The grading “triggers a conservation review” since the property falls within the town’s Waterway Protection Line Ordinance, he said. The WPLO, part of the Town Code, makes “provisions for the care, preservation, maintenance and use of wetlands and watercourses in Westport,” according to the Conservations Department’s website.

The commission also reviewed the plan’s impact on water quality, Coastal Area Management regulations and the natural habitat because several trees will be removed. The number of trees to be removed, however, is likely to be fewer than initially planned, Wilberg said. “The plans were to remove them but I think they can be saved. They are worth saving,” he said.

The parking plan is also on the agenda for the Tree Board meeting at 4:30 p.m. Thursday, March 21, in Room 201 of Town Hall. 

If the Planning and Zoning Commission approves the 8-24 application for the project, then the Jesup Green portion of the project will go to the final design phase, Wilberg said. Then necessary permits will be procured and the project will be put out to bid.

“The construction will probably not get underway until next year,” Wilberg predicted, especially if the bids are not awarded until the fall. Construction might be postponed until the spring of 2025 to avoid work during the winter. 

“The intent always was to address Parker Harding downtown and to increase parking wherever we can get it,” Wilberg said of overall plans to upgrade downtown parking.

The first part of the project — reconfiguring the Baldwin lot on Elm Street — was completed in 2022. 

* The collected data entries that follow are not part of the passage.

#[cfg(test)]
mod tests {
    use serde_json::json;

    use super::*;
    use crate::core::event::StartSource;
    use crate::core::tools::ToolCategory;

    fn router() -> Router {
        Router::new(ToolCatalog::builtin()).expect("router")
    }

    #[test]
    fn unknown_names_are_rejected_before_validation() {
        for name in ["PreCompact", "Notification", "BeforeModel", ""] {
            let err = router()
                .route(name, &json!({"session_id": "s1"}))
                .expect_err("unrecognized");
            assert!(matches!(err, RouteError::UnrecognizedEvent(_)), "{name}");
        }
    }

    #[test]
    fn session_id_is_required_and_non_empty() {
        for raw in [json!({}), json!({"session_id": ""}), json!("s1")] {
            let err = router().route("Stop", &raw).expect_err("invalid");
            assert!(matches!(err, RouteError::Validation { .. }), "{raw}");
        }
    }

    #[test]
    fn claude_and_gemini_names_map_to_the_same_event() {
        let raw = json!({"session_id": "s1", "tool_name": "Bash", "tool_input": {"command": "ls"}});
        let claude = router().route("PreToolUse", &raw).expect("claude");
        let gemini = router()
            .route(
                "BeforeTool",
                &json!({"sessionId": "s1", "toolName": "Bash", "toolInput": {"command": "ls"}}),
            )
            .expect("gemini");
        assert_eq!(claude.payload, gemini.payload);
        let tool = claude.payload.tool().expect("tool");
        assert_eq!(tool.category, ToolCategory::Write);
        assert_eq!(
            tool.input,
            ToolInput::Shell {
                command: "ls".to_string()
            }
        );
    }

    #[test]
    fn missing_tool_fields_are_validation_errors() {
        let err = router()
            .route(
                "PreToolUse",
                &json!({"session_id": "s1", "tool_name": "Write", "tool_input": {"file_path": "a.md"}}),
            )
            .expect_err("content missing");
        assert!(matches!(err, RouteError::Validation { .. }));
        let err = router()
            .route("PreToolUse", &json!({"session_id": "s1"}))
            .expect_err("tool missing");
        assert!(err.to_string().contains("tool_name"));
    }

    #[test]
    fn session_start_defaults_to_startup() {
        let event = router()
            .route("SessionStart", &json!({"session_id": "s1"}))
            .expect("route");
        assert_eq!(
            event.payload,
            EventPayload::SessionStart {
                source: StartSource::Startup
            }
        );
        let err = router()
            .route("SessionStart", &json!({"session_id": "s1", "source": "reboot"}))
            .expect_err("bad source");
        assert!(matches!(err, RouteError::Validation { .. }));
    }

    #[test]
    fn hydrator_result_becomes_hydration_complete() {
        let event = router()
            .route(
                "PostToolUse",
                &json!({
                    "session_id": "s1",
                    "tool_name": "Task",
                    "tool_input": {"subagent_type": "aops-core:prompt-hydrator"},
                    "tool_response": {"content": [{"type": "text", "text": "**Workflow**: [[workflows/simple-question]]"}]}
                }),
            )
            .expect("route");
        assert_eq!(
            event.payload,
            EventPayload::HydrationComplete {
                workflow: Workflow::SimpleQuestion
            }
        );
    }

    #[test]
    fn after_agent_without_marker_is_stop() {
        let stop = router()
            .route(
                "AfterAgent",
                &json!({"session_id": "s1", "prompt_response": "done for now"}),
            )
            .expect("route");
        assert_eq!(stop.payload, EventPayload::Stop {});
        let hydrated = router()
            .route(
                "AfterAgent",
                &json!({"session_id": "s1", "prompt_response": "## HYDRATION RESULT\n**Workflow**: [[workflows/direct-skill]]"}),
            )
            .expect("route");
        assert_eq!(
            hydrated.payload,
            EventPayload::HydrationComplete {
                workflow: Workflow::DirectSkill
            }
        );
    }

    #[test]
    fn task_manager_results_bind_and_unbind() {
        let bind = router()
            .route(
                "PostToolUse",
                &json!({
                    "session_id": "s1",
                    "tool_name": "mcp__tasks__update_task",
                    "tool_input": {"id": "t1", "status": "in_progress"},
                    "tool_response": {"success": true, "task": {"id": "t1"}}
                }),
            )
            .expect("route");
        assert_eq!(
            bind.payload,
            EventPayload::TaskBind {
                task_id: "t1".to_string()
            }
        );

        let unbind = router()
            .route(
                "PostToolUse",
                &json!({
                    "session_id": "s1",
                    "tool_name": "mcp__tasks__complete_task",
                    "tool_input": {"id": "t1"},
                    "tool_result": "{\"success\": true}"
                }),
            )
            .expect("route");
        assert_eq!(
            unbind.payload,
            EventPayload::TaskUnbind {
                task_id: "t1".to_string(),
                completed: true
            }
        );
    }

    #[test]
    fn failed_task_result_stays_post_tool_use() {
        let event = router()
            .route(
                "PostToolUse",
                &json!({
                    "session_id": "s1",
                    "tool_name": "mcp__tasks__create_task",
                    "tool_input": {"title": "x"},
                    "tool_response": {"success": false, "error": "nope"}
                }),
            )
            .expect("route");
        assert!(matches!(
            event.payload,
            EventPayload::PostToolUse {
                succeeded: false,
                ..
            }
        ));
    }

    #[test]
    fn session_ids_must_be_file_safe() {
        for bad in ["../x", "a/b", ""] {
            let err = router()
                .route("Stop", &json!({"session_id": bad}))
                .expect_err("invalid session id");
            assert!(matches!(err, RouteError::Validation { .. }));
        }
    }

    #[test]
    fn critic_output_carries_approval() {
        let route = |text: &str| {
            router()
                .route(
                    "PostToolUse",
                    &json!({
                        "session_id": "s1",
                        "tool_name": "Task",
                        "tool_input": {"subagent_type": "aops-core:critic"},
                        "tool_response": {"content": [{"type": "text", "text": text}]}
                    }),
                )
                .expect("route")
                .payload
        };
        assert!(matches!(
            route("Plan looks sound.\n\nVerdict: APPROVED"),
            EventPayload::PostToolUse { approved: true, .. }
        ));
        assert!(matches!(
            route("Verdict: REVISE"),
            EventPayload::PostToolUse { approved: false, .. }
        ));
    }

    #[test]
    fn canonical_names_are_accepted() {
        let event = router()
            .route(
                "TaskUnbind",
                &json!({"session_id": "s1", "task_id": "t1", "completed": true}),
            )
            .expect("route");
        assert_eq!(event.task_ref(), Some("t1"));
        assert!(
            router()
                .route("TaskBind", &json!({"session_id": "s1"}))
                .is_err()
        );
    }
}
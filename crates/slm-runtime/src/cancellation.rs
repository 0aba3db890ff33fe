//! Generation controller.
//!
//! Serializes outstanding operations on a session and owns the cancellation
//! token of the current send. Two flags are tracked separately:
//!
//! - **in flight**: an operation holds the slot; released by [`GenerationController::finish`]
//!   only after the decoder has run
//! - **busy**: what a UI shows; cleared by [`GenerationController::stop`]
//!   immediately, while the aggregator may still be draining

use std::sync::Arc;

use parking_lot::Mutex;
use tokio_util::sync::CancellationToken;
use tracing::debug;

use crate::errors::RuntimeError;

/// Kind of operation occupying the in-flight slot.
#[derive(Clone, Copy, Debug, PartialEq, Eq)]
pub enum Operation {
    /// Streaming a model answer.
    Send,
    /// One-shot rule distillation.
    Distill,
}

impl Operation {
    fn as_str(self) -> &'static str {
        match self {
            Self::Send => "send",
            Self::Distill => "distill",
        }
    }
}

#[derive(Default)]
struct ControllerState {
    in_flight: Option<(Operation, CancellationToken)>,
    busy: bool,
}

/// Per-session controller. Cheap to clone; clones share state.
#[derive(Clone, Default)]
pub struct GenerationController {
    state: Arc<Mutex<ControllerState>>,
}

impl GenerationController {
    /// Idle controller.
    pub fn new() -> Self {
        Self::default()
    }

    /// Claim the in-flight slot and return a fresh token scoped to `op`.
    ///
    /// Fails with [`RuntimeError::SessionBusy`] while any operation is still
    /// in flight, including a stopped send that has not finalized yet.
    pub fn begin(&self, op: Operation) -> Result<CancellationToken, RuntimeError> {
        let mut state = self.state.lock();
        if let Some((current, _)) = &state.in_flight {
            return Err(RuntimeError::SessionBusy(format!(
                "a {} is still in progress",
                current.as_str()
            )));
        }
        let token = CancellationToken::new();
        state.in_flight = Some((op, token.clone()));
        state.busy = true;
        debug!(operation = op.as_str(), "operation started");
        Ok(token)
    }

    /// Cancel the in-flight send and clear the busy indicator.
    ///
    /// Idempotent. Returns `true` only for the call that actually cancelled
    /// a running send; distillation is not stoppable.
    pub fn stop(&self) -> bool {
        let mut state = self.state.lock();
        let Some((Operation::Send, token)) = &state.in_flight else {
            return false;
        };
        if token.is_cancelled() {
            return false;
        }
        token.cancel();
        state.busy = false;
        debug!("send cancelled");
        true
    }

    /// Release the in-flight slot after finalization.
    pub fn finish(&self) {
        let mut state = self.state.lock();
        state.in_flight = None;
        state.busy = false;
    }

    /// Whether a UI should show a pending indicator.
    pub fn is_busy(&self) -> bool {
        self.state.lock().busy
    }

    /// Whether an operation still holds the slot.
    pub fn is_in_flight(&self) -> bool {
        self.state.lock().in_flight.is_some()
    }

    /// A handle that can only stop, for use from signal handlers.
    pub fn stop_handle(&self) -> StopHandle {
        StopHandle {
            controller: self.clone(),
        }
    }
}

/// Stop-only view of a [`GenerationController`].
#[derive(Clone)]
pub struct StopHandle {
    controller: GenerationController,
}

impl StopHandle {
    /// See [`GenerationController::stop`].
    pub fn stop(&self) -> bool {
        self.controller.stop()
    }

    /// See [`GenerationController::is_busy`].
    pub fn is_busy(&self) -> bool {
        self.controller.is_busy()
    }
}

// ─────────────────────────────────────────────────────────────────────────────
// Tests
// ─────────────────────────────────────────────────────────────────────────────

But initial plans to redesign the Parker Harding lot sparked months of debate, with downtown merchants and residents criticizing the loss of parking spaces and elimination of a cut-through road from Main Street to Post Road East.

As a result, Tooker paused the plan last June, and two months later, unveiled “a compromise plan” that restored the cut-through road and some of the lost parking.

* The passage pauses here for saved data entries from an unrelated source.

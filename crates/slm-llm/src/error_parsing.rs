//! API error response parsing.
//!
//! Handles the envelopes an HTTP error body may carry:
//! - Google: `{"error": {"code": 429, "message": "...", "status": "RESOURCE_EXHAUSTED"}}`
//! - Typed:  `{"error": {"message": "...", "type": "..."}}`
//! - Flat:   `{"message": "...", "code": "..."}`

use serde_json::Value;

use crate::provider::ProviderError;

/// Parsed API error information.
#[derive(Clone, Debug, PartialEq, Eq)]
pub struct ApiErrorInfo {
    /// Human-readable error message.
    pub message: String,
    /// Provider-specific error code (e.g. `"RESOURCE_EXHAUSTED"`).
    pub code: Option<String>,
    /// Whether the request can be retried (429 or 5xx).
    pub retryable: bool,
}

impl ApiErrorInfo {
    /// Convert into a [`ProviderError`], using the rate-limit variant for 429
    /// and `RESOURCE_EXHAUSTED`.
    pub fn into_provider_error(self, status: u16, retry_after_ms: Option<u64>) -> ProviderError {
        if status == 429 || self.code.as_deref() == Some("RESOURCE_EXHAUSTED") {
            return ProviderError::RateLimited {
                retry_after_ms: retry_after_ms.unwrap_or(0),
                message: self.message,
            };
        }
        ProviderError::Api {
            status,
            message: self.message,
            code: self.code,
            retryable: self.retryable,
        }
    }
}

/// Parse an API error body, falling back to the raw text.
pub fn parse_api_error(body: &str, status: u16) -> ApiErrorInfo {
    let retryable = status == 429 || status >= 500;

    if let Ok(json) = serde_json::from_str::<Value>(body) {
        if let Some(msg) = json["error"]["message"].as_str() {
            let code = json["error"]["status"]
                .as_str()
                .or_else(|| json["error"]["type"].as_str())
                .map(String::from);
            return ApiErrorInfo {
                message: msg.to_string(),
                code,
                retryable,
            };
        }

        if let Some(msg) = json["message"].as_str() {
            return ApiErrorInfo {
                message: msg.to_string(),
                code: json["code"].as_str().map(String::from),
                retryable,
            };
        }
    }

    ApiErrorInfo {
        message: format!("HTTP {status}: {body}"),
        code: None,
        retryable,
    }
}

/// Parse a `Retry-After` header given in whole seconds.
pub fn parse_retry_after_secs(value: &str) -> Option<u64> {
    value.trim().parse::<u64>().ok().map(|s| s.saturating_mul(1000))
}

// ─────────────────────────────────────────────────────────────────────────────
// Tests
// ─────────────────────────────────────────────────────────────────────────────
//! # slm
//!
//! Social Listening LM terminal chat. Wires settings, the Gemini provider,
//! and a [`Session`] together and runs an interactive loop.

#![deny(unsafe_code)]

mod commands;
mod persist;
mod render;
mod repl;

use std::path::PathBuf;
use std::sync::Arc;

use anyhow::{Context, Result};
use clap::{Args, Parser, Subcommand};
use slm_llm::google::{GoogleConfig, GoogleProvider};
use slm_runtime::Session;
use slm_runtime::ingest::ingest_paths;
use slm_settings::SlmSettings;
use tracing::info;

use crate::persist::{SESSION_FILE, load_snapshot};
use crate::repl::{Repl, report_ingest};

/// Social Listening LM.
#[derive(Parser, Debug)]
#[command(name = "slm", about = "Chat with your documents", version)]
struct Cli {
    #[command(subcommand)]
    command: CliCommand,
}

#[derive(Subcommand, Debug)]
enum CliCommand {
    /// Start an interactive chat.
    Chat(ChatArgs),
}

#[derive(Args, Debug)]
struct ChatArgs {
    /// Document to ground answers in (repeatable).
    #[arg(long = "doc")]
    docs: Vec<PathBuf>,

    /// Logic file whose rules replace the saved ones.
    #[arg(long)]
    logic: Option<PathBuf>,

    /// Ignore the saved session.
    #[arg(long)]
    fresh: bool,
}

fn google_config(settings: &SlmSettings) -> GoogleConfig {
    let google = &settings.api.google;
    GoogleConfig {
        api_key: google.api_key.clone(),
        base_url: google.base_url.clone(),
        chat_model: google.chat_model.clone(),
        distill_model: google.distill_model.clone(),
        max_output_tokens: google.max_output_tokens,
        temperature: google.temperature,
    }
}

async fn chat(args: ChatArgs, settings: &SlmSettings) -> Result<()> {
    let provider = Arc::new(GoogleProvider::new(google_config(settings)));
    let session_path = settings.session.resolved_data_dir().join(SESSION_FILE);

    let snapshot = if args.fresh {
        None
    } else {
        load_snapshot(&session_path)?
    };
    let session = Arc::new(match snapshot {
        Some(snapshot) => {
            info!(
                path = %session_path.display(),
                messages = snapshot.messages.len(),
                "restored session"
            );
            Session::restore(snapshot, provider.clone(), provider)
        }
        None => Session::new(provider.clone(), provider),
    });

    if !args.docs.is_empty() {
        report_ingest(&session, ingest_paths(&args.docs).await);
    }
    if let Some(path) = args.logic {
        let json = std::fs::read_to_string(&path)
            .with_context(|| format!("Failed to read {}", path.display()))?;
        let count = session
            .upload_logic(&json)
            .with_context(|| format!("Failed to load logic from {}", path.display()))?;
        println!("Loaded {count} rule(s) from {}.", path.display());
    }

    let autosave = settings.session.autosave.then_some(session_path);
    Repl::new(session, autosave).run().await
}

#[tokio::main]
async fn main() -> Result<()> {
    let cli = Cli::parse();
    let settings = slm_settings::get_settings();
    slm_core::logging::init_subscriber(&settings.logging.level);

    match cli.command {
        CliCommand::Chat(args) => chat(args, &settings).await,
    }
}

But after that plan won quick approvals from the flood and conservation panels, it was greeted with skeptical questioning from P&Z members last October — prompting the proposal to be withdrawn until a revised, more comprehensive project including Jesup Green was introduced in February.

The problem with lack of parking in downtown Westport is not new — the issue was featured in a 1987 article in the New York Times.

Freelance writer Gretchen Webster, a Fairfield County journalist for many years, was editor of the Fairfield Minuteman and has taught journalism at New York and Southern Connecticut State universities.